The London-listed company, which offers cruises, package holidays, insurance, and financial services to the over-50s, is looking for buyers for its underwriting arm, according to The Sunday Times.
Any sale of Saga’s underwriting business would see the firm continue to sell home and motor insurance products but instead transfer any risks over to another company, the report said.
City A.M. approached Saga for comment on the report.
Proceeds from the potential sale would go towards paying off the huge debts Saga has accrued over the previous decade, particularly after its cruise and travel business was decimated by the pandemic.
The firm previously put out a profit warning in 2019, causing its share price to plummet 40 per cent, after it warned of declining customer numbers in its insurance business.

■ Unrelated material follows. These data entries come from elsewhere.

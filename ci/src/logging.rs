//! Development-time tracing for debugging the pipeline.
//!
//! # Separation of Concerns
//!
//! - **Tracing (this module)**: Dev diagnostics via `RUST_LOG`, output to
//!   stderr. Not part of the pipeline's product output.
//!
//! - **Pipeline output (stdout)**: Stage announcements, echoed commands, and
//!   the inherited stdio of every tool the pipeline spawns. This is what a
//!   CI log shows; it is always emitted, unaffected by `RUST_LOG`.

use tracing_subscriber::{EnvFilter, fmt, layer::SubscriberExt, util::SubscriberInitExt};

/// Initialize tracing subscriber for development logging.
///
/// Reads `RUST_LOG` env var. Defaults to `warn` if unset.
/// Output: stderr, compact format.
///
/// # Example
/// ```bash
/// RUST_LOG=ci=debug cargo run -- --config debug
/// ```
pub fn init() {
    let filter = EnvFilter::try_from_default_env().unwrap_or_else(|_| EnvFilter::new("warn"));

    tracing_subscriber::registry()
        .with(filter)
        .with(fmt::layer().with_writer(std::io::stderr).compact())
        .init();
}
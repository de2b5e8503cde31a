//! Build-and-test orchestration for the layer validation stack.
//!
//! The pipeline acquires, builds, and wires together four native projects
//! (the validation layers in this repository, the loader, the mock device
//! driver, and the layer validation test binary) in dependency order, then
//! runs the tests against the mock driver. The architecture enforces a strict
//! separation:
//!
//! - **[`core`]**: Pure, deterministic logic (build parameters, path layout,
//!   command descriptors). No I/O, fully testable in isolation.
//! - **[`io`]**: Side-effecting operations (process execution, source
//!   acquisition, native builds, runtime environment assembly). Isolated
//!   behind the [`io::process::CommandRunner`] seam to enable mocking in
//!   tests.
//!
//! [`pipeline`] coordinates core logic with I/O to implement the CI command.

pub mod core;
pub mod exit_codes;
pub mod io;
pub mod logging;
pub mod pipeline;
#[cfg(any(test, feature = "test-support"))]
pub mod test_support;
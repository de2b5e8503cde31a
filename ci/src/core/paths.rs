//! Path layout anchored at the project root.
//!
//! Every location the pipeline touches is derived from a single absolute
//! root by relative joins, so the whole tree can be pointed at a temp
//! directory in tests. No other component hard-codes an absolute path.

use std::path::{Path, PathBuf};

/// Loader checkout directory name under the external tree.
const LOADER_DIR: &str = "loader";
/// Device-tools checkout directory name (hosts the mock driver).
const TOOLS_DIR: &str = "device-tools";
/// Test-framework checkout directory name.
const TEST_FRAMEWORK_DIR: &str = "googletest";
/// Headers checkout resolved by the layer repository's dependency helper.
const HEADERS_DIR: &str = "headers";
/// API registry directory inside the headers checkout.
const REGISTRY_DIR: &str = "registry";
/// Driver manifest file name.
const MANIFEST_FILE: &str = "mock_driver.json";

/// Resolver for project-root-relative locations.
#[derive(Debug, Clone)]
pub struct Paths {
    root: PathBuf,
    external_dir: String,
    build_dir: String,
}

impl Paths {
    pub fn new(
        root: impl Into<PathBuf>,
        external_dir: impl Into<String>,
        build_dir: impl Into<String>,
    ) -> Self {
        Self {
            root: root.into(),
            external_dir: external_dir.into(),
            build_dir: build_dir.into(),
        }
    }

    /// Project root; never mutated after construction.
    pub fn root(&self) -> &Path {
        &self.root
    }

    /// Resolve a fragment relative to the project root.
    pub fn resolve(&self, fragment: impl AsRef<Path>) -> PathBuf {
        self.root.join(fragment)
    }

    /// External-dependencies subtree.
    pub fn external(&self) -> PathBuf {
        self.root.join(&self.external_dir)
    }

    /// External-dependencies directory name, for tools that take it as a
    /// root-relative argument.
    pub fn external_dir_name(&self) -> &str {
        &self.external_dir
    }

    /// Build-output subtree of the project root.
    pub fn build(&self) -> PathBuf {
        self.root.join(&self.build_dir)
    }

    /// Per-project build-output directory name.
    pub fn build_dir_name(&self) -> &str {
        &self.build_dir
    }

    /// Loader checkout.
    pub fn loader(&self) -> PathBuf {
        self.external().join(LOADER_DIR)
    }

    /// Loader build tree.
    pub fn loader_build(&self) -> PathBuf {
        self.loader().join(&self.build_dir)
    }

    /// Dynamic libraries produced by the loader build.
    pub fn loader_libs(&self) -> PathBuf {
        self.loader_build().join("loader")
    }

    /// Device-tools checkout (mock driver sources and generator).
    pub fn device_tools(&self) -> PathBuf {
        self.external().join(TOOLS_DIR)
    }

    /// Device-tools build tree.
    pub fn device_tools_build(&self) -> PathBuf {
        self.device_tools().join(&self.build_dir)
    }

    /// Test-framework checkout.
    pub fn test_framework(&self) -> PathBuf {
        self.external().join(TEST_FRAMEWORK_DIR)
    }

    /// API registry consumed by the source generators.
    pub fn registry(&self) -> PathBuf {
        self.external().join(HEADERS_DIR).join(REGISTRY_DIR)
    }

    /// Layer binaries inside the root build tree.
    pub fn layers_out(&self) -> PathBuf {
        self.build().join("layers")
    }

    /// Checked-in driver manifest shipped with the device-tools sources.
    pub fn driver_manifest_source(&self) -> PathBuf {
        self.device_tools()
            .join("driver")
            .join("linux")
            .join(MANIFEST_FILE)
    }

    /// Driver manifest location next to the built driver binary.
    pub fn driver_manifest(&self) -> PathBuf {
        self.device_tools_build().join("driver").join(MANIFEST_FILE)
    }

    /// Compiled layer validation test binary.
    pub fn test_binary(&self) -> PathBuf {
        self.build().join("tests").join("layer_validation_tests")
    }
}

#[cfg(test)]
mod tests {
    use super::*;

    fn paths() -> Paths {
        Paths::new("/srv/layers", "external", "build")
    }

    #[test]
    fn resolve_joins_under_root() {
        assert_eq!(
            paths().resolve("scripts/generate_source.py"),
            PathBuf::from("/srv/layers/scripts/generate_source.py")
        );
    }

    #[test]
    fn layout_names_are_honored() {
        let paths = Paths::new("/srv/layers", "third_party", "out");
        assert_eq!(paths.external(), PathBuf::from("/srv/layers/third_party"));
        assert_eq!(paths.build(), PathBuf::from("/srv/layers/out"));
        assert_eq!(
            paths.loader_build(),
            PathBuf::from("/srv/layers/third_party/loader/out")
        );
    }

    #[test]
    fn driver_manifest_lands_in_the_driver_build_tree() {
        assert_eq!(
            paths().driver_manifest(),
            PathBuf::from("/srv/layers/external/device-tools/build/driver/mock_driver.json")
        );
        assert_eq!(
            paths().driver_manifest_source(),
            PathBuf::from("/srv/layers/external/device-tools/driver/linux/mock_driver.json")
        );
    }

    #[test]
    fn registry_lives_in_the_headers_checkout() {
        assert_eq!(
            paths().registry(),
            PathBuf::from("/srv/layers/external/headers/registry")
        );
    }
}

The British conglomerate, which has more than 2m customers, has struggled to retain its position in the insurance sector amid the rise of market comparison websites.
The company has reduced the volume of insurance products it underwrites itself, having also sold off its motorcycle insurance business for £26m in 2020.
Saga chief executive Euan Sutherland, who took up the position in 2019, has previously blamed the firm’s private equity fund ex-owners for overloading the company with debt.
The company chief previously told City A.M. in 2021 that Saga had failed to modernise under its former PE owners in taking a short-term focus instead of “investing in the future”.
Saga was sold to private equity firms Charterhouse, CVC, and Pemira before it was listed on the London Stock Exchange (LSE) in 2014.
The company, which was founded by Folkstone hotelier Sidney De Haan in 1951, was taken over by Sidney De Haan’s son, Sir Roger De Haan, in 1984.
Saga’s recent crisis, however, saw Sir Roger De Haan return as chairman of the company in 2020.